"Send that I am present to watch," said Guaracco, chuckling.
But he was more helpful when, in the house, I stripped off my doublet and showed bruised ribs and shoulders.
His many skills included that of mixing salves and ointments, and the sticky stuff he applied to my hurts helped them swiftly and greatly.
In any case, we had the bombs to offer Lorenzo.
CHAPTER XI
Hopes of Escape
BOMBS were a curiosity, but ours pleased Lorenzo greatly, when Guaracco and I returned to Florence with them. He gave us an audience, and later entertainment on the terrace of his villa in the pleasant green suburb of Fiesole.
"These things would do us credit in any battle," he was gracious enough to say. "Yet it is my hope to profit by some more peaceable marvel of yours. What, for example, of that flying machine?"
"I make progress."
I attempted to put him off, and Guaracco also labored to change the subject. We discussed the summer heat, and the threatened drying up of wells.
"May it please Your Magnificence," I made bold to say, "an irrigation plan might be drawn up. The waters of the Arno could supply the town in dryest season, and water the fields as well."
"That would benefit the people of my beautiful Florence," said the despot, with one of his softening smiles at play on that arrestingly ugly face.
"Again," I pursued, "does it not seem well to widen the streets of the town? A street should be as wide as the houses are high."
"Make haste slowly," he bade me. "Finish the flying machine before you turn Florence into a paradise."
But an early autumn, with real Tuscany frost, enabled me to ask for time and a brighter day. As winter came on, I lived in Florence, working under Verrocchio at paintings, statues, metal work, and my own devices. In the evenings I had plenty of diversion, for the artist Sandro Botticelli showed himself willing to become my friend and sponsor in artistic society.
I was often entertained at great mansions. One or twice I was present at informal dinners and discussions at Lorenzo's palace, and once at the house of Simonetta Vespucci herself.
There I met her kinsman, Amerigo Vespucci, who had won fame as a geographer and map-maker. Visiting him was a tall, roan-haired young man from Genoa, a sailor and adventurer.

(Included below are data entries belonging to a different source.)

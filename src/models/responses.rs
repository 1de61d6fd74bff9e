use serde::{Deserialize, Serialize};
use crate::models::domain::EventRecord;

/// Response for the recognition endpoint
#[derive(Debug, Clone, Serialize, Deserialize)]
pub struct RecognizeResponse {
    pub encontrado_em: Vec<EventRecord>,
}

/// Health check response
#[derive(Debug, Clone, Serialize, Deserialize)]
pub struct HealthResponse {
    pub status: String,
    pub version: String,
    pub timestamp: chrono::DateTime<chrono::Utc>,
}

/// Error response
#[derive(Debug, Clone, Serialize, Deserialize)]
pub struct ErrorResponse {
    pub erro: String,
}

impl ErrorResponse {
    pub fn new(message: impl Into<String>) -> Self {
        Self { erro: message.into() }
    }
}
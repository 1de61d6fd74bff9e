use crate::core::engine::{Comparison, MatchEngine};
use crate::core::resolver::{CandidateResolver, Resolution};
use crate::models::{
    ArtifactKind, BatchResult, EventRecord, FailureCause, MatchOutcome, ReferenceImage,
    ReferenceUpload,
};
use crate::services::catalog::{CatalogClient, CatalogError};
use crate::services::storage::{
    extension_from_content_type, extension_from_file_name, RequestScope, TempStore,
};
use crate::services::verifier::FaceVerifier;
use futures::{FutureExt, StreamExt};
use std::panic::AssertUnwindSafe;
use std::sync::Arc;
use std::time::Duration;
use thiserror::Error;
use tracing::Instrument;

/// Message returned when the request carries no reference image
pub const MISSING_INPUT_MESSAGE: &str = "Envie uma imagem";

const REFERENCE_STORAGE_MESSAGE: &str = "could not store the reference image";

/// Everything the pipeline needs to know, passed in at construction
#[derive(Debug, Clone)]
pub struct PipelineConfig {
    pub catalog_endpoint: String,
    pub catalog_timeout: Duration,
    pub catalog_max_bytes: usize,
    pub download_timeout: Duration,
    pub max_image_bytes: usize,
    pub verify_timeout: Duration,
    /// Number of records evaluated at once; 1 means strictly sequential
    pub concurrency: usize,
}

/// Reasons a whole request is turned down
#[derive(Debug, Error)]
pub enum Rejection {
    #[error("{}", MISSING_INPUT_MESSAGE)]
    MissingInput,

    #[error("Internal error: {0}")]
    Internal(String),

    #[error(transparent)]
    Catalog(#[from] CatalogError),
}

impl Rejection {
    pub fn status_code(&self) -> u16 {
        match self {
            Rejection::MissingInput => 400,
            Rejection::Catalog(CatalogError::Unavailable(_)) => 503,
            Rejection::Catalog(_) | Rejection::Internal(_) => 500,
        }
    }
}

/// Drives one recognition request from upload to matched records
///
/// # Pipeline Stages
/// 1. Store the reference image
/// 2. Fetch the catalog
/// 3. Resolve and compare every record, in catalog order
/// 4. Release every temporary file of the request
pub struct Orchestrator {
    store: Arc<TempStore>,
    catalog: CatalogClient,
    resolver: CandidateResolver,
    engine: MatchEngine,
    concurrency: usize,
}

impl Orchestrator {
    pub fn new(
        config: PipelineConfig,
        store: Arc<TempStore>,
        verifier: Arc<dyn FaceVerifier>,
    ) -> Result<Self, reqwest::Error> {
        Ok(Self {
            store,
            catalog: CatalogClient::new(
                config.catalog_endpoint,
                config.catalog_timeout,
                config.catalog_max_bytes,
            )?,
            resolver: CandidateResolver::new(config.download_timeout, config.max_image_bytes)?,
            engine: MatchEngine::new(verifier, config.verify_timeout),
            concurrency: config.concurrency.max(1),
        })
    }

    /// Run the full pipeline for one request
    ///
    /// Returns the matched records in catalog order. Once the reference
    /// image is accepted, every key allocated for the request is released
    /// before this returns, whichever branch was taken.
    pub async fn run(&self, upload: Option<ReferenceUpload>) -> Result<BatchResult, Rejection> {
        let upload = match upload {
            Some(upload) if !upload.bytes.is_empty() => upload,
            _ => return Err(Rejection::MissingInput),
        };

        let span = tracing::info_span!("recognize", request_id = %uuid::Uuid::new_v4());
        async move {
            let scope = self.store.scope();
            let result = self.process(&scope, upload).await;
            scope.release_all().await;

            match &result {
                Ok(batch) => tracing::info!(
                    "Batch completed: {} matched, {} not matched, {} skipped, {} failed",
                    batch.summary.matched,
                    batch.summary.not_matched,
                    batch.summary.skipped,
                    batch.summary.failed
                ),
                Err(rejection) => tracing::warn!("Request rejected: {}", rejection),
            }

            result
        }
        .instrument(span)
        .await
    }

    async fn process(
        &self,
        scope: &RequestScope,
        upload: ReferenceUpload,
    ) -> Result<BatchResult, Rejection> {
        let reference = store_reference(scope, upload).await?;
        tracing::debug!("Reference stored as {} ({} bytes)", reference.key, reference.size);

        let records = self.catalog.fetch().await?;
        tracing::info!("Evaluating {} catalog records", records.len());

        let reference = &reference;
        let result = futures::stream::iter(records)
            .map(|record| self.evaluate_guarded(record, reference, scope))
            .buffered(self.concurrency)
            .collect::<BatchResult>()
            .await;

        Ok(result)
    }

    /// Evaluate one record, turning a panic anywhere inside into `Failed`
    async fn evaluate_guarded(
        &self,
        record: EventRecord,
        reference: &ReferenceImage,
        scope: &RequestScope,
    ) -> MatchOutcome {
        let fallback = record.clone();

        match AssertUnwindSafe(self.evaluate(record, reference, scope))
            .catch_unwind()
            .await
        {
            Ok(outcome) => outcome,
            Err(panic) => {
                let message = panic
                    .downcast_ref::<&str>()
                    .map(|s| s.to_string())
                    .or_else(|| panic.downcast_ref::<String>().cloned())
                    .unwrap_or_else(|| "panic".to_string());
                tracing::error!("Evaluating {} panicked: {}", fallback.label(), message);
                MatchOutcome::Failed {
                    record: fallback,
                    cause: FailureCause::Unexpected(message),
                }
            }
        }
    }

    async fn evaluate(
        &self,
        record: EventRecord,
        reference: &ReferenceImage,
        scope: &RequestScope,
    ) -> MatchOutcome {
        let candidate = match self.resolver.resolve(&record, scope).await {
            Resolution::Ready(candidate) => candidate,
            Resolution::Skipped(reason) => {
                tracing::debug!("Skipping {}: {}", record.label(), reason);
                return MatchOutcome::Skipped { record, reason };
            }
            Resolution::Failed(cause) => {
                tracing::warn!("Could not prepare {}: {}", record.label(), cause);
                return MatchOutcome::Failed { record, cause };
            }
        };

        match self.engine.compare(reference, &candidate).await {
            Comparison::Matched { score } => {
                tracing::info!("Match found in {} (distance: {:?})", record.label(), score);
                MatchOutcome::Matched { record, score }
            }
            Comparison::NotMatched { score } => {
                tracing::debug!("No match in {} (distance: {:?})", record.label(), score);
                MatchOutcome::NotMatched { record, score }
            }
            Comparison::VerifierError(e) => {
                tracing::warn!(
                    "{} failed on {}: {}",
                    self.engine.verifier_name(),
                    record.label(),
                    e
                );
                MatchOutcome::Failed {
                    record,
                    cause: FailureCause::Verifier(e.to_string()),
                }
            }
        }
    }
}

async fn store_reference(
    scope: &RequestScope,
    upload: ReferenceUpload,
) -> Result<ReferenceImage, Rejection> {
    let extension = upload
        .content_type
        .as_deref()
        .and_then(extension_from_content_type)
        .map(str::to_string)
        .or_else(|| upload.file_name.as_deref().and_then(extension_from_file_name));

    let key = scope.allocate(ArtifactKind::Reference, extension.as_deref());
    let path = scope.write(&key, &upload.bytes).await.map_err(|e| {
        tracing::error!("Failed to store reference image: {}", e);
        Rejection::Internal(REFERENCE_STORAGE_MESSAGE.to_string())
    })?;

    Ok(ReferenceImage {
        key,
        path,
        size: upload.bytes.len(),
    })
}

"Cristoforo Colombo," Vespucci introduced him to Botticelli and myself, as we stood warming ourselves before an open fire of aromatic wood.
"Colombo?" I repeated. The name did things to my maddeningly distorted recollections. "Colombo? Hark you sir, you intend to follow the sea for all your days?"
The roan-haired visitor nodded and smiled. "Aye, that. I have visited the infidel princes to the east, and Spain, and even England. I hope to go further some day."
"Go further?" I exclaimed, excitedly. "I should think you will go further !" In my earnestness I laid a hand on his shoulder. "Ser Cristoforo," I said, "much of the world remains unclaimed, undreamed of. There are whole continents besides these we know—whole oceans and shoals of islands. It is fated for you to sail westward, to find a new world!"
"How, a new world?" he asked me, a little puzzled.
"This earth is round," I informed him weightily. "It is shaped like a ball, with oceans and lands at every quarter of it. In circumference it is nearly twenty-five thousand miles."
HE burst into laughter at that, so hearty that Botticelli and some others looked up to see the reason.
"I see it now, Ser Leo!" cried Cristoforo Colombo. "You have been reading that strange book by the Englishman."
"What strange book?" I demanded, puzzled in my turn.
"John Mandeville was the Englishman's name, and he wrote his tale of wondrous travels a good hundred years ago. I bethink me, he even said that the circumference of the earth is something near your measurement, above twenty thousand English miles.* But to my mind, it is smaller than that, with India's most eastern spice islands not too many days' sailing out from the Azores."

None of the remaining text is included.